José Enrique Rodó: los dioses del aire y de la razón

Murió pronto, apenas conoció sus cincuenta años, cuando iba camino hacia Grecia, “su abuela Grecia”, la Hélade de su pasión modernista y su obstinación por convertir  en metáforas la luz y la sombra, la perfección y el desorden, es decir, la divinidad positiva y la divinidad negativa shakespereana de La tempestad en su libro Ariel; a más de narrar, con frecuente tono poético, asuntos emblemáticos del destino, acerca de nuestras derrotas y  otros vencimientos, transfigurados en nuevos e insospechados triunfos durante su siguiente libro, Motivos de Proteo, frecuentado por seres del Olimpo griego y el Panteón romano y de pronto por la intervención de nuestras divinidades castizas, como Don Quijote, entre Laconia y La Mancha,  las Geórgicas y la pampa, la Naturaleza de los románticos y la tierra de los cachivaches de estos tiempos.

Escritor fue, bien que de escasos inventos y profesor en todo cuanto hacía con su pluma; asimismo político, también, parlamentario, embajador, viajero, pero débese su eternidad la autoría de las dos obras arriba citadas.

Quienes bautizan su quehacer la califican de catequista, de  guía de las recién nacidas naciones, consejero de adolescentes; y muy hispanista, es cierto, en el estilo literario del voceo, el vocativo, la prosodia peninsular, unamoneana (el maestro vasco le envió una larga epístola donde loa sus libros y su pensamiento); pero fue próvido  fervoroso de su América, escuela de perfección total en pensamiento y emoción,  la de una América siempre naciente, la de los jóvenes, la de Bolívar, de quien se confesara celebrante.

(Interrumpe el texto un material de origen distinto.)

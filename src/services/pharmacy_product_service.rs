use crate::{
    audit,
    db::UnitOfWork,
    dto::inventory::{AdjustStockRequest, CreatePharmacyProductRequest},
    error::{AppError, AppResult},
    middleware::auth::{AuthUser, ensure_any},
    models::PharmacyProduct,
    repository::{
        geo::{self, NearestFilter, NearestProductRow},
        pharmacies, pharmacy_products, stock_histories,
    },
    response::{ApiResponse, Meta},
    routes::params::{NearestProductsQuery, SortOrder},
    state::AppState,
    status::Role,
};

const STOCK_ROLES: [Role; 2] = [Role::PharmacyManager, Role::Admin];

pub async fn create(
    state: &AppState,
    user: &AuthUser,
    payload: CreatePharmacyProductRequest,
) -> AppResult<ApiResponse<PharmacyProduct>> {
    ensure_any(user, &STOCK_ROLES)?;
    if payload.price.is_sign_negative() {
        return Err(AppError::BadRequest("price must not be negative".into()));
    }
    if payload.total_stock < 0 {
        return Err(AppError::BadRequest("totalStock must not be negative".into()));
    }
    pharmacies::get(&state.orm, payload.pharmacy_id).await?;
    ensure_manages(state, user, payload.pharmacy_id).await?;

    let created = state
        .orm
        .within(move |txn| {
            Box::pin(async move {
                let row = pharmacy_products::insert(
                    txn,
                    payload.pharmacy_id,
                    payload.product_id,
                    payload.price,
                    payload.total_stock,
                    payload.is_available.unwrap_or(true),
                )
                .await?;
                if row.total_stock > 0 {
                    stock_histories::append(
                        txn,
                        row.id,
                        row.pharmacy_id,
                        row.total_stock,
                        stock_histories::DESC_INITIAL_STOCK,
                    )
                    .await?;
                }
                Ok(row)
            })
        })
        .await?;

    audit::record(
        &state.pool,
        user.user_id,
        "pharmacy_product_create",
        "pharmacy_products",
        serde_json::json!({ "pharmacy_product_id": created.id }),
    )
    .await;

    Ok(ApiResponse::success(
        "Pharmacy product created",
        PharmacyProduct::from(created),
        None,
    ))
}

/// Applies a signed stock change under the row lock and records it.
pub async fn adjust_stock(
    state: &AppState,
    user: &AuthUser,
    id: i64,
    payload: AdjustStockRequest,
) -> AppResult<ApiResponse<PharmacyProduct>> {
    ensure_any(user, &STOCK_ROLES)?;
    if payload.delta == 0 {
        return Err(AppError::BadRequest("delta must not be 0".into()));
    }
    let current = pharmacy_products::get(&state.orm, id).await?;
    ensure_manages(state, user, current.pharmacy_id).await?;

    let delta = payload.delta;
    let description = payload
        .description
        .map(|d| d.trim().to_string())
        .filter(|d| !d.is_empty())
        .unwrap_or_else(|| stock_histories::DESC_STOCK_ADJUSTMENT.to_string());

    let updated = state
        .orm
        .within(move |txn| {
            Box::pin(async move {
                let row = pharmacy_products::lock(txn, id).await?;
                let next = row.total_stock.checked_add(delta).unwrap_or(-1);
                if next < 0 {
                    return Err(AppError::NotEnoughStock(format!(
                        "only {} left in stock",
                        row.total_stock
                    )));
                }
                if delta > 0 {
                    pharmacy_products::increase(txn, row.id, delta).await?;
                } else {
                    pharmacy_products::decrease(txn, row.id, -delta).await?;
                }
                stock_histories::append(txn, row.id, row.pharmacy_id, delta, &description).await?;
                pharmacy_products::get(txn, row.id).await
            })
        })
        .await?;

    tracing::info!(pharmacy_product_id = id, delta, "stock adjusted");
    audit::record(
        &state.pool,
        user.user_id,
        "pharmacy_product_adjust_stock",
        "pharmacy_products",
        serde_json::json!({ "pharmacy_product_id": id, "delta": delta }),
    )
    .await;

    Ok(ApiResponse::success(
        "Stock updated",
        PharmacyProduct::from(updated),
        None,
    ))
}

pub async fn get(state: &AppState, id: i64) -> AppResult<ApiResponse<PharmacyProduct>> {
    let row = pharmacy_products::get(&state.orm, id).await?;
    Ok(ApiResponse::success("OK", PharmacyProduct::from(row), None))
}

pub async fn list_nearest(
    state: &AppState,
    query: NearestProductsQuery,
) -> AppResult<ApiResponse<Vec<NearestProductRow>>> {
    let (longitude, latitude, radius) = query.geo().validate(state.config.default_radius_meters)?;
    let (page, limit, offset) = query.pagination().normalize();
    let filter = NearestFilter {
        longitude,
        latitude,
        radius,
        category_id: query.category_id,
        keyword: query.keyword,
        sort_by: query.sort_by.unwrap_or_default(),
        sort: query.sort.unwrap_or(SortOrder::Asc),
    };
    let (rows, total) = geo::list_nearest(&state.pool, &filter, limit, offset).await?;
    Ok(ApiResponse::success("OK", rows, Some(Meta::new(page, limit, total))))
}

/// Managers may only touch pharmacies they run; admins may touch any.
async fn ensure_manages(state: &AppState, user: &AuthUser, pharmacy_id: i64) -> AppResult<()> {
    if user.role == Role::PharmacyManager
        && !pharmacies::is_owned_by_manager_user(&state.pool, pharmacy_id, user.user_id).await?
    {
        return Err(AppError::Forbidden);
    }
    Ok(())
}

Libro de consejos morales es Ariel, exordio del predominio de la emoción corregida por la inteligencia razonante, de la espiritualidad que desconfía de lo irracional, del sueño solitario y  puro, por tanto antibretoniano y libre de toda angustia, por tanto antisartreano.

Modernista en verdad fue, vasallo de Darío, adorador -ya se dijo- de  la perfección, la pulcritud y con referencias a los ámbitos lejanos y antiguos.

En los motivos de Proteo se acusó estoico cuando aconseja aceptar la adversidad y  su faz de Jano, emblema de la otredad que muda en logro sucedáneo lo que creíamos fracaso.

De la pureza del espíritu y el celo porque perdure sin mácula alguna de irracionalismo  es asunto reflexivo la página de Proteo y cuanto encuentra en la cultura griega para darle basamento a su ideario ético “que de aquel divino juego de niños sobre las playas del Archipiélago (griego) y la sombra de los olmos de Jonia, nacieron las artes, la filosofía, el pensamiento libre, la curiosidad de la investigación, la conciencia de la dignidad humana”.

Muy cerca de la prioridad que le asigna a la inocencia se halla Schiller (a quien cita) cuando asevera “que a menudo  se oculta un sentido sublime en un juego de niños”.

Mucho  más que esta evocación de Rodó es la totalidad de su obra y de  su legado pedagógica de aquellos días en que nuestra América buscaba cómo dirimir su  futuro entre las virtudes que esplenden en Ariel y entenebrecen en  Calibán.

Catecismo moral, guía para  viajeros del destino, aguas donde reflejarnos en un río inmóvil de indistintas apariencias, nostalgia de una pulcritud antigua, enseñanza de una lógica sentimental,  derrotero espiritual en camino de lo insustancial de la cultura perecedera del consumo es la obra de José Enrique Rodó, hoy y siempre de ineludible lectura, “libre de vanas tinieblas y de flaquezas de pasión”, entre Calibán de la baja irracionalidad y entre Ariel el del espíritu y el sentimiento y nosotros los contumaces  desorientados.